VI. — MARCHE DE L’ENNEMI SUR PARIS.

Cependant rien n’arrêtait la marche des armées ennemies, et déjà elles se faisaient de la légitimité une machine de guerre ; car si l’on a pu dire que le retour des Bourbons n’était pas un des buts avoués de la coalition de 1814, on ne peut rien affirmer de pareil en 1815. Le surlendemain de la bataille de Waterloo, le duc de Wellington, dans l’orgueil de la victoire, adresse un ordre du jour à ses soldats, et il déclare que les souverains étrangers sont les alliés du roi de France. C’est donc bien pour les Bourbons que l’on a vaincu. Anglais, Prussiens, Hollandais, Hanovriens, tous ont une même cause, et cette cause est celle du roi légitime. Il faut, pour se tromper sur les intentions des ennemis, vouloir absolument être trompé. Dans le même temps, Louis XVIII, appelé par le général anglais, se rend au milieu de l’armée d’invasion. Il marche avec elle. Il somme de se rendre les places qui résistent, par exemple la citadelle de Cambrai, et elles se rendent : victoires funestes au vainqueur, car elles font du prince légitime un ennemi dès son premier pas. La maison de Bourbon paiera cher un jour ces faciles conquêtes.

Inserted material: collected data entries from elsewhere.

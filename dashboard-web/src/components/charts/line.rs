//! Portfolio value line chart

use leptos::prelude::*;
use shared::dto::PerformancePoint;
use web_sys::HtmlCanvasElement;

use super::geometry::{LinearScale, PlotArea};
use super::{draw_category_labels, draw_value_axis, prepare_canvas, ChartLegend};
use crate::utils::constants::PRIMARY_COLOR;

#[component]
pub fn LineChart(
    points: Vec<PerformancePoint>,
    #[prop(into)] series_label: String,
) -> impl IntoView {
    let canvas_ref = NodeRef::<leptos::html::Canvas>::new();

    Effect::new(move |_| {
        if let Some(canvas) = canvas_ref.get() {
            draw_line(&canvas, &points);
        }
    });

    view! {
        <div class="chart">
            <canvas node_ref=canvas_ref width="1200" height="300" class="chart-canvas"></canvas>
            <ChartLegend entries=vec![(series_label, PRIMARY_COLOR)]/>
        </div>
    }
}

fn draw_line(canvas: &HtmlCanvasElement, points: &[PerformancePoint]) {
    let Some((ctx, width, height)) = prepare_canvas(canvas) else {
        return;
    };

    let plot = PlotArea::within(width, height);
    let scale = LinearScale::padded(points.iter().map(|p| p.value));
    draw_value_axis(&ctx, &plot, &scale);

    if points.is_empty() {
        return;
    }

    let count = points.len();
    let coords: Vec<(f64, f64)> = points
        .iter()
        .enumerate()
        .map(|(i, p)| (plot.point_x(i, count), scale.y(p.value, &plot)))
        .collect();

    ctx.set_stroke_style_str(PRIMARY_COLOR);
    ctx.set_line_width(2.0);
    ctx.begin_path();
    for (i, (x, y)) in coords.iter().enumerate() {
        if i == 0 {
            ctx.move_to(*x, *y);
        } else {
            ctx.line_to(*x, *y);
        }
    }
    ctx.stroke();

    ctx.set_fill_style_str(PRIMARY_COLOR);
    for (x, y) in &coords {
        ctx.begin_path();
        let _ = ctx.arc(*x, *y, 4.0, 0.0, std::f64::consts::PI * 2.0);
        ctx.fill();
    }

    let labels: Vec<String> = points.iter().map(|p| p.label.clone()).collect();
    draw_category_labels(&ctx, &plot, &labels, |i| plot.point_x(i, count));
}
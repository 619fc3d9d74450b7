//! Loading Component
//!
//! Spinners and skeleton states while mock data is "fetched".

use leptos::prelude::*;

/// Centered spinner with an optional caption
#[component]
pub fn Loading(#[prop(optional, into)] message: Option<String>) -> impl IntoView {
    view! {
        <div class="loading">
            <div class="loading-spinner"></div>
            {message.map(|m| view! { <p class="loading-text">{m}</p> })}
        </div>
    }
}

/// Skeleton loader for a stat card row
#[component]
pub fn CardSkeleton(#[prop(default = 3)] count: usize) -> impl IntoView {
    view! {
        <div class="stat-grid">
            {(0..count)
                .map(|_| view! {
                    <div class="card skeleton">
                        <div class="skeleton-line skeleton-short"></div>
                        <div class="skeleton-line skeleton-wide"></div>
                    </div>
                })
                .collect_view()}
        </div>
    }
}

Quant au duc de Wellington, il sentait tout ce que pouvait avoir de périlleux l’invasion de la France à travers les trois lignes de forteresses qui de ce côté couvraient ses frontières. Jamais elles n’avaient été violées. En 1793, on avait vu l’Europe victorieuse s’arrêter devant ces lignes, et, saisie de je ne sais quelle crainte superstitieuse, consumer à des sièges obscurs des armées de deux cent mille hommes sans gagner un pouce de terrain. Cette religion des frontières du nord de la France n’était pas entièrement tombée ; avant de l’affronter, le général anglais, pour se rassurer, voulut chercher son appui dans une opinion publique. Membre d’un état libre, il s’informait de l’esprit des chambres, de la division des partis, bien différent en cela de Blücher, qui ne demandait qu’à avancer, qui ne s’inquiétait ni des espérances, ni des craintes de la nation française. Quant aux partis, il se faisait gloire de les braver et de les haïr tous, quel que fût leur nom.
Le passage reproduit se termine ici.